Task instructions:
Report every line of the records that includes the word "MenuItemListQuery".

Available records:
use diesel::prelude::*;

use tableside::db::DbPool;
use tableside::domain::menu_item::{MenuItemListQuery, NewMenuItem};
use tableside::domain::order::{NewOrder, NewOrderItem, OrderListQuery, OrderStatus};
use tableside::domain::user::NewUser;
use tableside::repository::{
    DieselRepository, MenuItemReader, MenuItemWriter, OrderReader, OrderWriter, UserWriter,
};

mod common;

fn seed_category(pool: &DbPool, name: &str) -> i32 {
    use tableside::schema::categories;

    let mut conn = pool.get().expect("connection");
    diesel::insert_into(categories::table)
        .values(categories::name.eq(name))
        .returning(categories::id)
        .get_result(&mut conn)
        .expect("seed category")
}

fn seed_table(pool: &DbPool, table_number: &str) -> i32 {
    use tableside::schema::restaurant_tables;

    let mut conn = pool.get().expect("connection");
    diesel::insert_into(restaurant_tables::table)
        .values(restaurant_tables::table_number.eq(table_number))
        .returning(restaurant_tables::id)
        .get_result(&mut conn)
        .expect("seed table")
}

fn count_order_lines(pool: &DbPool) -> i64 {
    use tableside::schema::order_items;

    let mut conn = pool.get().expect("connection");
    order_items::table
        .count()
        .get_result(&mut conn)
        .expect("count order lines")
}

#[test]
fn test_menu_item_repository_crud() {
    let test_db = common::TestDb::new("test_menu_item_repository_crud.db");
    let repo = DieselRepository::new(test_db.pool());

    let mains = seed_category(&test_db.pool(), "Main Course");

    let burger = repo
        .create_menu_item(
            &NewMenuItem::new("Burger", 800)
                .with_description("House classic")
                .with_category_id(mains),
        )
        .expect("create burger");
    let special = repo
        .create_menu_item(&NewMenuItem::new("Off-menu special", 1200).with_availability(false))
        .expect("create special");

    let fetched = repo
        .get_menu_item_by_id(burger.id)
        .expect("get by id")
        .expect("burger should exist");
    assert_eq!(fetched.name, "Burger");
    assert_eq!(fetched.price_cents, 800);
    assert_eq!(fetched.category_id, Some(mains));

    let available = repo
        .list_menu_items(MenuItemListQuery::new())
        .expect("list available");
    assert_eq!(available.len(), 1);
    assert_eq!(available[0].id, burger.id);

    let all = repo
        .list_menu_items(MenuItemListQuery::new().include_unavailable())
        .expect("list all");
    assert_eq!(all.len(), 2);
    assert!(all[0].id < all[1].id, "expected ascending id order");

    assert_eq!(repo.delete_menu_item(special.id).expect("delete"), 1);
    // Deleting an id that never existed removes zero rows and is no error.
    assert_eq!(repo.delete_menu_item(9999).expect("delete missing"), 0);

    let remaining = repo
        .list_menu_items(MenuItemListQuery::new().include_unavailable())
        .expect("list remaining");
    assert_eq!(remaining.len(), 1);
    assert_eq!(remaining[0].id, burger.id);
}

#[test]
fn test_create_order_persists_header_and_lines_together() {
    let test_db = common::TestDb::new("test_create_order_header_and_lines.db");
    let repo = DieselRepository::new(test_db.pool());

    let waiter = repo
        .create_user(&NewUser::new("amira", "secret", "Amira Haddad"))
        .expect("create user");
    let table_id = seed_table(&test_db.pool(), "T4");

    let new_order = NewOrder::new(table_id, waiter.id, 2200).with_items(vec![
        NewOrderItem {
            item_id: 1,
            quantity: 2,
            unit_price_cents: 800,
        },
        NewOrderItem {
            item_id: 2,
            quantity: 3,
            unit_price_cents: 200,
        },
    ]);

    let order = repo.create_order(&new_order).expect("create order");

    assert_eq!(order.status, OrderStatus::Pending);
    assert_eq!(order.total_cents, 2200);
    assert_eq!(order.items.len(), 2);
    assert!(order.items.iter().all(|item| item.order_id == order.id));
    assert_eq!(order.items[0].quantity, 2);
    assert_eq!(order.items[1].quantity, 3);

    let fetched = repo
        .get_order_by_id(order.id)
        .expect("get order")
        .expect("order should exist");
    assert_eq!(fetched.items.len(), 2);
    assert_eq!(fetched.total_cents, 2200);

    let listed = repo.list_orders(OrderListQuery::new()).expect("list orders");
    assert_eq!(listed.len(), 1);

    let pending = repo
        .list_orders(OrderListQuery::new().status(OrderStatus::Pending))
        .expect("list pending");
    assert_eq!(pending.len(), 1);

    let served = repo
        .list_orders(OrderListQuery::new().status(OrderStatus::Served))
        .expect("list served");
    assert!(served.is_empty());
}

#[test]
fn test_failed_header_insert_writes_no_lines() {
    let test_db = common::TestDb::new("test_failed_header_writes_no_lines.db");
    let repo = DieselRepository::new(test_db.pool());

    let waiter = repo
        .create_user(&NewUser::new("amira", "secret", "Amira Haddad"))
        .expect("create user");

    // No such table: the foreign key rejects the header, and the transaction
    // must leave the line table untouched as well.
    let new_order = NewOrder::new(4242, waiter.id, 800).with_items(vec![NewOrderItem {
        item_id: 1,
        quantity: 1,
        unit_price_cents: 800,
    }]);

    let result = repo.create_order(&new_order);
    assert!(result.is_err(), "expected the header insert to fail");

    assert!(
        repo.list_orders(OrderListQuery::new())
            .expect("list orders")
            .is_empty()
    );
    assert_eq!(count_order_lines(&test_db.pool()), 0);
}

#[test]
fn test_resubmission_creates_an_independent_order() {
    let test_db = common::TestDb::new("test_resubmission_independent_order.db");
    let repo = DieselRepository::new(test_db.pool());

    let waiter = repo
        .create_user(&NewUser::new("amira", "secret", "Amira Haddad"))
        .expect("create user");
    let table_id = seed_table(&test_db.pool(), "T1");

    let new_order = NewOrder::new(table_id, waiter.id, 800).with_items(vec![NewOrderItem {
        item_id: 1,
        quantity: 1,
        unit_price_cents: 800,
    }]);

    let first = repo.create_order(&new_order).expect("first submission");
    let second = repo.create_order(&new_order).expect("second submission");

    assert_ne!(first.id, second.id);
    assert_eq!(count_order_lines(&test_db.pool()), 2);
}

Output below:
use tableside::domain::menu_item::{MenuItemListQuery, NewMenuItem};
        .list_menu_items(MenuItemListQuery::new())
        .list_menu_items(MenuItemListQuery::new().include_unavailable())
        .list_menu_items(MenuItemListQuery::new().include_unavailable())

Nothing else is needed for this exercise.